Yesterday blogger Jim Denison commented on the death of actor Anton Yelchin. Yelchin “played Pavel Chekhov in the rebooted ‘Star Trek’ film series. He and his family emigrated from Russia seeking political asylum when he was just six months old. Anton began acting at the age of nine. With critical acclaim for his work in the “Star Wars” series, his future was bright.
Yesterday morning, friends became concerned when he did not show up for a band performance. They found Yelchin dead at his home. His car pinned him against a brick mailbox pillar and a security fence. According to the LAPD, ‘It appears he had exited his car and was behind it when the vehicle rolled down a steep driveway.’ He was twenty-seven years old.”
Why am I writing about this? Other than the tragic loss of life and the sorrow so many people are experiencing, it’s because the exact same thing happened to me. My mind flashed back to the summer between my junior and senior year in high school. But instead of pinning me between a pickup truck and a fence post, I only crushed my arm.
I was devastated. It was my senior year, and I was captain of the football team. I felt that everything important to me was taken away (how dramatic can a 17 year old be?)
Looking back over this, I see it quite differently.
I have thought many times how God protected me in that experience. My head or chest could have been crushed as easily as my arm.
Anton Yelchin’s tragedy makes us struggle with the sorrow of life. It also brings up the question of why bad things happen to good people.
In my case I began thinking about important things – – the things that will matter for a lifetime not simply for your senior year in high school.

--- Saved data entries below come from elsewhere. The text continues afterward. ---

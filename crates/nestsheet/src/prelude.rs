//! Prelude module - common imports for nestsheet users
//!
//! ```rust
//! use nestsheet::prelude::*;
//! ```

pub use crate::{
    // Entry points
    convert_file,
    convert_records_to_tabular,
    convert_records_to_tabular_with_options,
    convert_tabular_to_records,
    convert_tabular_to_records_and_write_json,
    write_records_to_json,
    write_records_to_tabular,

    // Conversion types
    Conversion,
    ConvertError,
    ConvertOptions,
    ConvertResult,
    Direction,
    ExistingPolicy,
    MergeMode,

    // Value model
    FieldValue,
    Record,
    Scalar,

    // Main types
    Workbook,
    // Extension traits
    WorkbookExt,
    Worksheet,
};
//! File-level reads and writes

use nestsheet_core::{FieldValue, Record};
use nestsheet_json::{JsonReadOptions, JsonReader, JsonWriteOptions, JsonWriter};
use pretty_assertions::assert_eq;

#[test]
fn test_write_then_read_file() {
    let dir = tempfile::tempdir().unwrap();
    let path = dir.path().join("people.json");

    let mut addr = Record::new();
    addr.insert("city".into(), FieldValue::string("Köln"));
    let mut record = Record::new();
    record.insert("id".into(), FieldValue::number(7.0));
    record.insert("score".into(), FieldValue::number(0.5));
    record.insert("addr".into(), FieldValue::Mapping(addr));
    record.insert("note".into(), FieldValue::Null);

    JsonWriter::write_file(&[record.clone()], &path, &JsonWriteOptions::default()).unwrap();

    let text = std::fs::read_to_string(&path).unwrap();
    assert!(text.contains("\"city\": \"Köln\""));
    assert!(text.contains("\"id\": 7,"));
    assert!(!text.ends_with('\n'));

    let back = JsonReader::read_file(&path, &JsonReadOptions::default()).unwrap();
    assert_eq!(back, vec![record]);
}

#[test]
fn test_missing_file_is_io_error() {
    let dir = tempfile::tempdir().unwrap();
    let err = JsonReader::read_file(dir.path().join("nope.json"), &JsonReadOptions::default())
        .unwrap_err();
    assert!(matches!(err, nestsheet_json::JsonError::Io(_)));
}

As all of the tragic things unfolded in a two-week period in my life, my mother reminded me of the word of God: “God works all things together for good for those who love God and are called according to his purpose” (Romans 8:28).
Neither she nor I knew how God was going to bring something good out of the bad that happened to me. All I knew was that she had faith. Because she had faith, I had faith as well.
Now she and I both know how God used those events to get my attention.
All of these years later, I give thanks for God’s goodness and protection. Thanksgiving is always the correct default setting. The Bible tells us to be thankful in all things – – even when we don’t know what we have to be thankful for.